Cabins, barns, attics, garages or closets all work for storing your outdoor gear.

Taking care of and storing our outdoor gear is an art we’re still trying to master. After all, outdoor gear is an investment, and for the sake of the environment (and your bank account), you want it to go the distance to avoid repeatedly replacing items. Here’s a break-down of a few of the essential things we consider before packing gear away for the season.



The first thing that we’d suggest, is to find someplace to organize your gear. You want somewhere dry and out of the way, with bonus points for being able to regulate the temperature. An attic or garage with a free wall for hanging gear and a few shelves is ideal, but even a small closet will do for a simple setup. Depending on the level of your gear addiction, be warned that gear storage can get out of hand quickly. Before you know it, you could have an entire room in your house dedicated to gear, with your bouldering crash pads doubling as a couch for out-of-town visitors. We’ve seen it happen, and have to admit that we fully support it.

After you’ve got the space identified, lay out all your gear and give everything the yearly “do I really need this” test. We’re all guilty of owning gear that never gets used, so this process is critical.
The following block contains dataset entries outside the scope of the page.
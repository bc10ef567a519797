//! CLI module for fastcksum
//!
//! Provides command-line tools for:
//! - merge: Combine checksum files into one sorted manifest
//! - sum: cksum-style checksum lines for files or stdin
//! - store: Copy stdin to a file and record its checksum
//! - cat: Verify files against a manifest and write them to stdout

mod args;
mod commands;
mod errors;
mod io;

pub use args::{Cli, Command};
pub use commands::{cat, merge, resolve_config, run, run_cli, run_command, store, sum};
pub use errors::{CliError, CliErrorCode, CliResult};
Photo by Thomas Woodson // @thomaswoodson

There are lots of different DIY ideas around, so we’d recommend doing some research with a quick Google search (but we’ve also included a few relevant links below for some inspiration).
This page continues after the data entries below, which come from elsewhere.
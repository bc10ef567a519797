//! Atomic file replacement
//!
//! 1. Write to `<target>.tmp` in the same directory
//! 2. fsync the temp file
//! 3. Rename temp to target (atomic on POSIX)
//! 4. fsync the directory so the rename is durable
//!
//! Readers of `target` see either the old content or the new content.

use std::fs::{self, File, OpenOptions};
use std::io::Write;
use std::path::{Path, PathBuf};

use crate::errors::{CksumError, CksumResult};

pub fn temp_path_for(target: &Path) -> PathBuf {
    let mut name = target
        .file_name()
        .map(|n| n.to_os_string())
        .unwrap_or_default();
    name.push(".tmp");
    target.with_file_name(name)
}

/// Replaces `target` with `content`.
pub fn write_atomic(target: &Path, content: &[u8]) -> CksumResult<()> {
    let temp_path = temp_path_for(target);

    if let Err(err) = write_temp(&temp_path, content) {
        let _ = fs::remove_file(&temp_path);
        return Err(err);
    }

    if let Err(e) = fs::rename(&temp_path, target) {
        let _ = fs::remove_file(&temp_path);
        return Err(CksumError::io_at_path("failed to commit", target, e));
    }

    if let Some(parent) = target.parent() {
        let dir = if parent.as_os_str().is_empty() {
            Path::new(".")
        } else {
            parent
        };
        if let Ok(dir) = File::open(dir) {
            let _ = dir.sync_all();
        }
    }

    Ok(())
}

fn write_temp(temp_path: &Path, content: &[u8]) -> CksumResult<()> {
    let mut file = OpenOptions::new()
        .write(true)
        .create(true)
        .truncate(true)
        .open(temp_path)
        .map_err(|e| CksumError::io_at_path("failed to create", temp_path, e))?;

    file.write_all(content)
        .map_err(|e| CksumError::io_at_path("failed to write", temp_path, e))?;

    file.sync_all()
        .map_err(|e| CksumError::io_at_path("failed to fsync", temp_path, e))
}

#[cfg(test)]
mod tests {
    use super::*;
    use tempfile::TempDir;

    #[test]
    fn test_write_atomic_creates_and_replaces() {
        let tmp = TempDir::new().unwrap();
        let target = tmp.path().join("all.crc32");

        write_atomic(&target, b"1 1 a\n").unwrap();
        assert_eq!(fs::read(&target).unwrap(), b"1 1 a\n");

        write_atomic(&target, b"2 2 b\n").unwrap();
        assert_eq!(fs::read(&target).unwrap(), b"2 2 b\n");
        assert!(!temp_path_for(&target).exists());
    }

    #[test]
    fn test_write_atomic_missing_dir_leaves_nothing() {
        let tmp = TempDir::new().unwrap();
        let target = tmp.path().join("missing").join("all.crc32");

        let result = write_atomic(&target, b"x");
        assert!(matches!(result, Err(CksumError::Io { .. })));
        assert!(!target.exists());
    }

    #[test]
    fn test_temp_path_is_sibling() {
        assert_eq!(
            temp_path_for(Path::new("/d/all.crc32")),
            PathBuf::from("/d/all.crc32.tmp")
        );
    }
}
If you’ve got wall space to spare, a combination of pegboard and/or shelving is a great way to go. Even without a wall, picking up a few storage totes from your local hardware store is a must-do. They usually come in a variety of shapes and sizes, and can swallow up clothing, winter gear, helmets, backpacks, etc… And stack neatly pretty much anywhere. Organize your gear by category and remember to label your storage totes. This small investment is 100% worth it.
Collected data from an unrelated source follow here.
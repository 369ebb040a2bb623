//! Remote user store client.
//!
//! Thin blocking wrapper over the REST endpoints of the user service:
//! - `GET /user` — full list
//! - `GET /user/username/{term}` — zero-or-one matches (object or list)
//! - `POST /user` — create (payload carries no `id`; response does)
//! - `PATCH /user/{id}` — update with the full draft
//! - `DELETE /user/{id}` — remove, no body
//!
//! Any non-2xx response is reported as one uniform failure; no structured
//! error body is assumed.

use crate::error::{Context, Result, simple_error};
use serde::{Deserialize, Serialize};

/// Two-state activity flag, `"Y"`/`"N"` on the wire.
#[derive(Clone, Copy, Debug, Default, PartialEq, Eq, Serialize, Deserialize)]
pub enum ActiveFlag {
    #[default]
    #[serde(rename = "Y")]
    Yes,
    #[serde(rename = "N")]
    No,
}

impl ActiveFlag {
    pub fn as_str(&self) -> &'static str {
        match self {
            ActiveFlag::Yes => "Y",
            ActiveFlag::No => "N",
        }
    }

    pub fn toggled(self) -> Self {
        match self {
            ActiveFlag::Yes => ActiveFlag::No,
            ActiveFlag::No => ActiveFlag::Yes,
        }
    }
}

/// A user record as exchanged with the backend. `id` is server-assigned.
#[derive(Clone, Debug, PartialEq, Serialize, Deserialize)]
pub struct User {
    pub id: u64,
    pub username: String,
    pub fullname: String,
    pub role: String,
    /// Canonically an ordered list of project names. The backend has been
    /// observed to also ship a flattened comma string; the boundary accepts
    /// both and always emits a list.
    #[serde(deserialize_with = "deserialize_projects", default)]
    pub project: Vec<String>,
    #[serde(rename = "activeYn", default)]
    pub active: ActiveFlag,
}

/// Create payload: a user without the server-assigned `id`.
#[derive(Clone, Debug, Serialize)]
pub struct NewUser {
    pub username: String,
    pub fullname: String,
    pub role: String,
    pub project: Vec<String>,
    #[serde(rename = "activeYn")]
    pub active: ActiveFlag,
}

fn deserialize_projects<'de, D>(deserializer: D) -> std::result::Result<Vec<String>, D::Error>
where
    D: serde::Deserializer<'de>,
{
    #[derive(Deserialize)]
    #[serde(untagged)]
    enum Raw {
        List(Vec<String>),
        Flat(String),
    }
    Ok(match Raw::deserialize(deserializer)? {
        Raw::List(items) => items,
        Raw::Flat(joined) => split_projects(&joined),
    })
}

/// Split a flattened project string into the canonical list form.
pub fn split_projects(joined: &str) -> Vec<String> {
    joined
        .split(',')
        .map(str::trim)
        .filter(|p| !p.is_empty())
        .map(str::to_string)
        .collect()
}

/// The search endpoint answers with either a bare object or a list.
#[derive(Deserialize)]
#[serde(untagged)]
enum OneOrMany {
    Many(Vec<User>),
    One(User),
}

pub struct ApiClient {
    base: String,
    http: reqwest::blocking::Client,
}

impl ApiClient {
    pub fn new(base: impl Into<String>) -> Self {
        let mut base = base.into();
        while base.ends_with('/') {
            base.pop();
        }
        Self {
            base,
            http: reqwest::blocking::Client::new(),
        }
    }

    pub fn base_url(&self) -> &str {
        &self.base
    }

    fn ensure_ok(resp: reqwest::blocking::Response, what: &str) -> Result<reqwest::blocking::Response> {
        if resp.status().is_success() {
            Ok(resp)
        } else {
            Err(simple_error(format!("{what} returned {}", resp.status())))
        }
    }

    /// Fetch the full user list.
    pub fn list_users(&self) -> Result<Vec<User>> {
        let resp = self
            .http
            .get(format!("{}/user", self.base))
            .send()
            .with_ctx(|| "GET /user".to_string())?;
        let resp = Self::ensure_ok(resp, "GET /user")?;
        resp.json().with_ctx(|| "decode user list".to_string())
    }

    /// Create a user; the response carries the server-assigned `id`.
    pub fn create_user(&self, user: &NewUser) -> Result<User> {
        let resp = self
            .http
            .post(format!("{}/user", self.base))
            .json(user)
            .send()
            .with_ctx(|| "POST /user".to_string())?;
        let resp = Self::ensure_ok(resp, "POST /user")?;
        resp.json().with_ctx(|| "decode created user".to_string())
    }

    /// Replace the record with `user.id` by the given draft.
    pub fn update_user(&self, user: &User) -> Result<User> {
        let resp = self
            .http
            .patch(format!("{}/user/{}", self.base, user.id))
            .json(user)
            .send()
            .with_ctx(|| format!("PATCH /user/{}", user.id))?;
        let resp = Self::ensure_ok(resp, "PATCH /user")?;
        resp.json().with_ctx(|| "decode updated user".to_string())
    }

    pub fn delete_user(&self, id: u64) -> Result<()> {
        let resp = self
            .http
            .delete(format!("{}/user/{}", self.base, id))
            .send()
            .with_ctx(|| format!("DELETE /user/{id}"))?;
        Self::ensure_ok(resp, "DELETE /user").map(|_| ())
    }

    /// Build the lookup URL with the term as a single encoded path segment,
    /// so a term holding a space or `/` cannot mangle the request path.
    fn lookup_url(&self, term: &str) -> Result<reqwest::Url> {
        let mut url = reqwest::Url::parse(&self.base)
            .with_ctx(|| format!("parse base url '{}'", self.base))?;
        url.path_segments_mut()
            .map_err(|()| simple_error("base url cannot hold path segments"))?
            .pop_if_empty()
            .extend(["user", "username", term]);
        Ok(url)
    }

    /// Look a user up by exact username. The endpoint may answer with a bare
    /// object, a list, or 404; all are normalized to zero-or-one records.
    pub fn find_by_username(&self, term: &str) -> Result<Option<User>> {
        let resp = self
            .http
            .get(self.lookup_url(term)?)
            .send()
            .with_ctx(|| format!("GET /user/username/{term}"))?;
        if resp.status() == reqwest::StatusCode::NOT_FOUND {
            return Ok(None);
        }
        let resp = Self::ensure_ok(resp, "GET /user/username")?;
        let value: serde_json::Value = resp
            .json()
            .with_ctx(|| "decode username search".to_string())?;
        if value.is_null() {
            return Ok(None);
        }
        let normalized: OneOrMany =
            serde_json::from_value(value).with_ctx(|| "decode username search".to_string())?;
        Ok(match normalized {
            OneOrMany::Many(list) => list.into_iter().next(),
            OneOrMany::One(user) => Some(user),
        })
    }
}

#[cfg(test)]
mod tests {
    use super::*;

    #[test]
    fn user_deserializes_project_list() {
        let raw = r#"{"id":1,"username":"alice","fullname":"Alice A","role":"admin","project":["apollo","zephyr"],"activeYn":"Y"}"#;
        let user: User = serde_json::from_str(raw).unwrap();
        assert_eq!(user.project, vec!["apollo", "zephyr"]);
        assert_eq!(user.active, ActiveFlag::Yes);
    }

    #[test]
    fn user_deserializes_flattened_project_string() {
        let raw = r#"{"id":2,"username":"bob","fullname":"Bobby","role":"dev","project":"apollo, zephyr ,","activeYn":"N"}"#;
        let user: User = serde_json::from_str(raw).unwrap();
        assert_eq!(user.project, vec!["apollo", "zephyr"]);
        assert_eq!(user.active, ActiveFlag::No);
    }

    #[test]
    fn user_serializes_projects_as_list() {
        let user = User {
            id: 3,
            username: "carol".into(),
            fullname: "Carol".into(),
            role: "qa".into(),
            project: vec!["apollo".into()],
            active: ActiveFlag::Yes,
        };
        let value = serde_json::to_value(&user).unwrap();
        assert!(value["project"].is_array());
        assert_eq!(value["activeYn"], "Y");
    }

    #[test]
    fn create_payload_has_no_id() {
        let new_user = NewUser {
            username: "dave".into(),
            fullname: "Dave".into(),
            role: "ops".into(),
            project: vec!["argus".into()],
            active: ActiveFlag::Yes,
        };
        let value = serde_json::to_value(&new_user).unwrap();
        assert!(value.get("id").is_none());
        assert_eq!(value["username"], "dave");
        assert_eq!(value["activeYn"], "Y");
    }

    #[test]
    fn one_or_many_normalizes_both_shapes() {
        let as_list: OneOrMany =
            serde_json::from_str(r#"[{"id":1,"username":"a","fullname":"A","role":"r","project":[],"activeYn":"Y"}]"#)
                .unwrap();
        assert!(matches!(as_list, OneOrMany::Many(ref l) if l.len() == 1));

        let as_object: OneOrMany =
            serde_json::from_str(r#"{"id":1,"username":"a","fullname":"A","role":"r","project":[],"activeYn":"Y"}"#)
                .unwrap();
        assert!(matches!(as_object, OneOrMany::One(_)));

        let empty: OneOrMany = serde_json::from_str("[]").unwrap();
        assert!(matches!(empty, OneOrMany::Many(ref l) if l.is_empty()));
    }

    #[test]
    fn lookup_url_encodes_the_term_as_one_segment() {
        let client = ApiClient::new("http://localhost:4000/");
        let url = client.lookup_url("jo smith/x").unwrap();
        assert_eq!(
            url.as_str(),
            "http://localhost:4000/user/username/jo%20smith%2Fx"
        );

        let plain = client.lookup_url("alice").unwrap();
        assert_eq!(plain.as_str(), "http://localhost:4000/user/username/alice");
    }

    #[test]
    fn split_projects_trims_and_drops_empties() {
        assert_eq!(split_projects(" a , b ,, "), vec!["a", "b"]);
        assert!(split_projects("   ").is_empty());
    }
}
Photo by Brian Threlkeld // @mountains62


After any number of days out on the trail your pack will inevitably start smelling “natural”, for lack of a better term. This is acceptable on the trail, but not what anyone wants at home. And while we admit that our white packs won’t ever be brand-new-white again (wear your Trail Patina with pride), giving the outer fabric a rinse after each trip helps keep it looking fresh.

Care + Storage Tips
  • Always remove aluminum stays prior to cleaning. Once you’ve done that, keep in mind you can turn the pack inside out to help clean the interior. Once you’ve removed the stays, hand wash in the tub, spot cleaning with light scrubbing on worn areas using a mild soap + warm water. Then hang until dry.
  • It’s a good idea to give your pack and all seams, zippers, buckles + pockets a once-over for any damage, and repair if needed.
  • Hang in your sweet gear-nerd-facility, or mount it on the wall in your living room, if your family/roommates are into that sort of thing–and we’re betting they are. Whatever you do, please don’t leave it stuffed full of other equally-smelly gear.

Photo by Steve Fassbinder // @republicofdoom


Setting up your shelter out on the trail only to realize that it’s moldy will ignite a rage from deep within. Trust us…we’ve all been there. And while cleaning it after every time out is a great thought, it is rarely the reality. And don’t get us started on forgetting to count your stakes until arriving at camp. That’ll get you every time. So get out in front of the problem: Double-check your stakes and make sure everything is packed away together at the end of the season (or better yet, before and after every trip).

Care + Storage Tips
  • Take the time on a nice sunny day at home and wash your shelter out, spot cleaning any areas that need it. A hose with a bucket of water + mild soap (no bleach) will do the trick on any of our DCF fabrics.
  • Air-dry your shelter by either pitching it and leaving it out with the door open, or hang drying.  
  • Make sure your shelter is completely dry before folding and packing into a Stuff Sack. This will help protect the fabric and keep it safe from any damage.

Photo by Samuel Martin // @spmartin_


Down and synthetic sleeping bags will have varying care instructions depending on your specific model, so be sure to check with your sleeping bag manufacturer to see what they recommend.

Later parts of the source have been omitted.